Er ist der Nachfolger eines wahrlich "alten Schweden", denn der bisherige XC90 war immerhin 13 Jahre im Handel, was zum einen Solidität ausdrückt, aber auch auf die Krise bei den Schweden verweist. Doch die scheint überwunden, nicht zuletzt durch eine Durch-und-durch-Besinnung, die letztlich zu sehr effizientem Denken führt. Daher wird es nur mehr Vierzylinder-Motoren geben, die mit ihren technischen Eigenschaften den Gedanken an Fünf- und Sechszylinder gar nicht erst aufkommen lassen sollen. 225 Diesel-PS, ein Benziner mit 320 PS und ein Hybrid, der dem Benziner einen 80-PS-Elektromotor zur Seite stellt, werden allemal für standesgemäßen Vortrieb sorgen.

All das kann man natürlich im Volvo-Dome noch nicht ausprobieren, wohl aber sich intensiv mit dem Fahrzeug vertraut machen. Das Design soll Wucht ausstrahlen, sagt der für das Außendesign verantwortliche Steirer Max Missoni in blütenreinem Hochdeutsch, bis 2012 zehn Jahre lang in Diensten des Volkswagenkonzerns. Doch auch die Dynamik kommt nicht zu kurz. Hinter einem Audi Q7 braucht sich das schwedische Flaggschiff jedenfalls nicht verstecken. Das auffälligste Detail sind die Scheinwerfer mit dem LED-Tagfahrlicht, das in Hammerform gestaltet ist und an Thors Hammer erinnern soll, dessen Namen es auch trägt. Weitere Einzelheit mit Symbolkraft ist das Volvo-Logo auf dem "Wasserfall-Kühlergrill", das für Schwedenstahl steht. Der nach rechts oben zeigende Pfeil (drückt natürlich auch Männlichkeit aus) verläuft nun parallel zu den diagonalen Linie.
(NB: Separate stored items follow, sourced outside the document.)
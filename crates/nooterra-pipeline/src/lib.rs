//! The idempotent write pipeline every mutating operation in this engine
//! goes through: `BuildOps -> ValidateOps -> CommitTx ->
//! RenderResponse`.
//!
//! `BuildOps`/`ValidateOps` are the caller's business logic - a closure
//! that either fails validation before touching the store, or returns the
//! response to hand back plus the write batch needed to produce it. This
//! pipeline's job is only the idempotency envelope around that: fingerprint
//! the request, replay a prior response on a key reuse with the same body,
//! reject a key reuse with a different body, and otherwise commit the
//! batch together with the `IDEMPOTENCY_STORE` record in the same
//! transaction so a crash between committing and recording idempotency is
//! impossible.

use std::future::Future;

use nooterra_canon::content_hash;
use nooterra_store::{Store, WriteOp};
use nooterra_types::ids::{ContentHash, IdempotencyKey, TenantId};
use nooterra_types::types::IdempotencyRecord;
use nooterra_types::NooterraError;
use chrono::Utc;
use serde::Serialize;
use std::sync::Arc;
use tracing::{debug, warn};

#[derive(Serialize)]
struct RequestFingerprint<'a> {
    method: &'a str,
    path: &'a str,
    body: &'a serde_json::Value,
}

/// Hash the request's identity the way a repeated call with the same
/// idempotency key must reproduce exactly, so a client retrying the exact
/// same write gets the exact same fingerprint back.
pub fn fingerprint(method: &str, path: &str, body: &serde_json::Value) -> Result<String, NooterraError> {
    content_hash(&RequestFingerprint { method, path, body }).map_err(NooterraError::from)
}

pub struct WritePipeline {
    store: Arc<dyn Store>,
}

impl WritePipeline {
    pub fn new(store: Arc<dyn Store>) -> Self {
        Self { store }
    }

    /// Run `build` under the idempotency envelope for `(tenant_id, key)`.
    ///
    /// `build` is the `BuildOps -> ValidateOps` half: it runs the business
    /// operation and returns `(response, ops)` without committing
    /// anything. This method adds the `PutIdempotency` record to that
    /// batch and commits it as a single `CommitTx`, then returns the
    /// response as `RenderResponse`. On a replayed key with a matching
    /// fingerprint, `build` never runs at all - the stored response is
    /// returned directly.
    pub async fn execute<F, Fut>(
        &self,
        tenant_id: &TenantId,
        key: &IdempotencyKey,
        method: &str,
        path: &str,
        body: &serde_json::Value,
        build: F,
    ) -> Result<serde_json::Value, NooterraError>
    where
        F: FnOnce() -> Fut,
        Fut: Future<Output = Result<(serde_json::Value, Vec<WriteOp>), NooterraError>>,
    {
        let fp = fingerprint(method, path, body)?;

        if let Some(existing) = self.store.lookup_idempotent(tenant_id, key).await? {
            if existing.fingerprint.as_str() == fp {
                debug!("replaying cached response for idempotency key {}", key);
                return Ok(existing.response);
            }
            warn!("idempotency key {} reused with a different request body", key);
            return Err(NooterraError::IdempotencyKeyReusedWithDifferentBody {
                key: key.to_string(),
            });
        }

        let (response, mut ops) = build().await?;

        ops.push(WriteOp::PutIdempotency(IdempotencyRecord {
            tenant_id: tenant_id.clone(),
            key: key.clone(),
            fingerprint: ContentHash::new(fp),
            response: response.clone(),
            created_at: Utc::now(),
        }));

        self.store.commit_tx(tenant_id, ops).await?;
        Ok(response)
    }
}

#[cfg(test)]
mod tests {
    use super::*;
    use nooterra_store::InMemoryStore;
    use std::sync::atomic::{AtomicUsize, Ordering};

    fn pipeline() -> WritePipeline {
        WritePipeline::new(Arc::new(InMemoryStore::new()))
    }

    #[tokio::test]
    async fn replays_cached_response_without_rerunning_build() {
        let pipeline = pipeline();
        let tenant = TenantId::new();
        let key = IdempotencyKey::new("idem-key-1");
        let body = serde_json::json!({"agentId": "agent_1", "amountCents": 100});
        let calls = AtomicUsize::new(0);

        let run = || async {
            calls.fetch_add(1, Ordering::SeqCst);
            Ok::<_, NooterraError>((serde_json::json!({"runId": "run_1"}), vec![]))
        };

        let first = pipeline
            .execute(&tenant, &key, "POST", "/v1/runs", &body, run)
            .await
            .unwrap();

        let run_again = || async {
            calls.fetch_add(1, Ordering::SeqCst);
            Ok::<_, NooterraError>((serde_json::json!({"runId": "run_2"}), vec![]))
        };
        let second = pipeline
            .execute(&tenant, &key, "POST", "/v1/runs", &body, run_again)
            .await
            .unwrap();

        assert_eq!(first, second);
        assert_eq!(calls.load(Ordering::SeqCst), 1);
    }

    #[tokio::test]
    async fn rejects_same_key_with_different_body() {
        let pipeline = pipeline();
        let tenant = TenantId::new();
        let key = IdempotencyKey::new("idem-key-1");
        let body_a = serde_json::json!({"amountCents": 100});
        let body_b = serde_json::json!({"amountCents": 200});

        pipeline
            .execute(&tenant, &key, "POST", "/v1/runs", &body_a, || async {
                Ok::<_, NooterraError>((serde_json::json!({"ok": true}), vec![]))
            })
            .await
            .unwrap();

        let err = pipeline
            .execute(&tenant, &key, "POST", "/v1/runs", &body_b, || async {
                Ok::<_, NooterraError>((serde_json::json!({"ok": true}), vec![]))
            })
            .await
            .unwrap_err();

        assert_eq!(err.code(), "IDEMPOTENCY_KEY_REUSED_WITH_DIFFERENT_BODY");
    }

    #[tokio::test]
    async fn build_failure_never_reaches_the_store() {
        let pipeline = pipeline();
        let tenant = TenantId::new();
        let key = IdempotencyKey::new("idem-key-1");
        let body = serde_json::json!({});

        let err = pipeline
            .execute(&tenant, &key, "POST", "/v1/runs", &body, || async {
                Err::<(serde_json::Value, Vec<WriteOp>), _>(NooterraError::PayloadRequired)
            })
            .await
            .unwrap_err();
        assert_eq!(err.code(), "PAYLOAD_REQUIRED");

        assert!(pipeline.store.lookup_idempotent(&tenant, &key).await.unwrap().is_none());
    }
}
Sehr stylisch, aber doch wohnlich ist der Innenraum geraten und damit sehr gelungen. Vom etwas verspielten Drehknopf für den Motorstart über die Fahrmoduswahlwalze im Hammerschlagdesign bis zum riesigen Touchscreen – das Auge fühlt sich wohl. Das Display ist übrigens auch der Clou in Sachen Bedienung. Trotz unzähligen Funktionen kommt der Volvo XC90 mit acht Knöpfen aus, alles andere wird über den Touchscreen gesteuert. Das ist prinzipiell nicht jedermanns Sache, doch der erste Eindruck den ich vor Ort gewinnen konnte, lässt mich meine prinzipielle Skepsis gegenüber auf Touchscreens beschränkte Bedienung überdenken. Ich bin gespannt, wie sich das im Fahrbetrieb verhält, aber im Stand wirkt das auf mich so gelungen wie bei keinem anderen Hersteller.

Der Volvo XC90 wird als Fünf- und Siebensitzer angeboten, wobei der Fünfsitzer auf die Verschiebbarkeit der hinteren Einzelsitze verzichten muss. Dank jener kann man es als Erwachsener sogar in der dritten Reihe aushalten, zwar nicht für eine Reise von Wien nach Göteborg, aber für kurze Strecken ohne Probleme. In Reihe eins sitzt man hervorragend (auch wenn man dem Beifahrersitz im Ausstellungsstück anmerkt, dass er noch nicht serienreif ist). In Reihe zwei hat man die Einzelsitze so ausgeformt, dass man zu dritt Platz hat. Dadurch leidet der Sitzkomfort auf den äußeren Plätzen etwas, weil die Mitfahrer etwas an den Rand gedrängt werden.

Für Volvo ist der XC90 nicht einfach nur ein Auto, sondern ein Neubeginn. "Wir präsentieren auch die neue Marke Volvo und ihren neuen Markenauftritt, einerseits selbstbewusst, andererseits mit dem typisch skandinavischen Understatement", sagt die schwedische Geschäftsführerin von Volvo Car Austria. Bei allem Understatement und schwedischer Zurückhaltung: Von "Thors Hämmerchen" spricht sie nicht.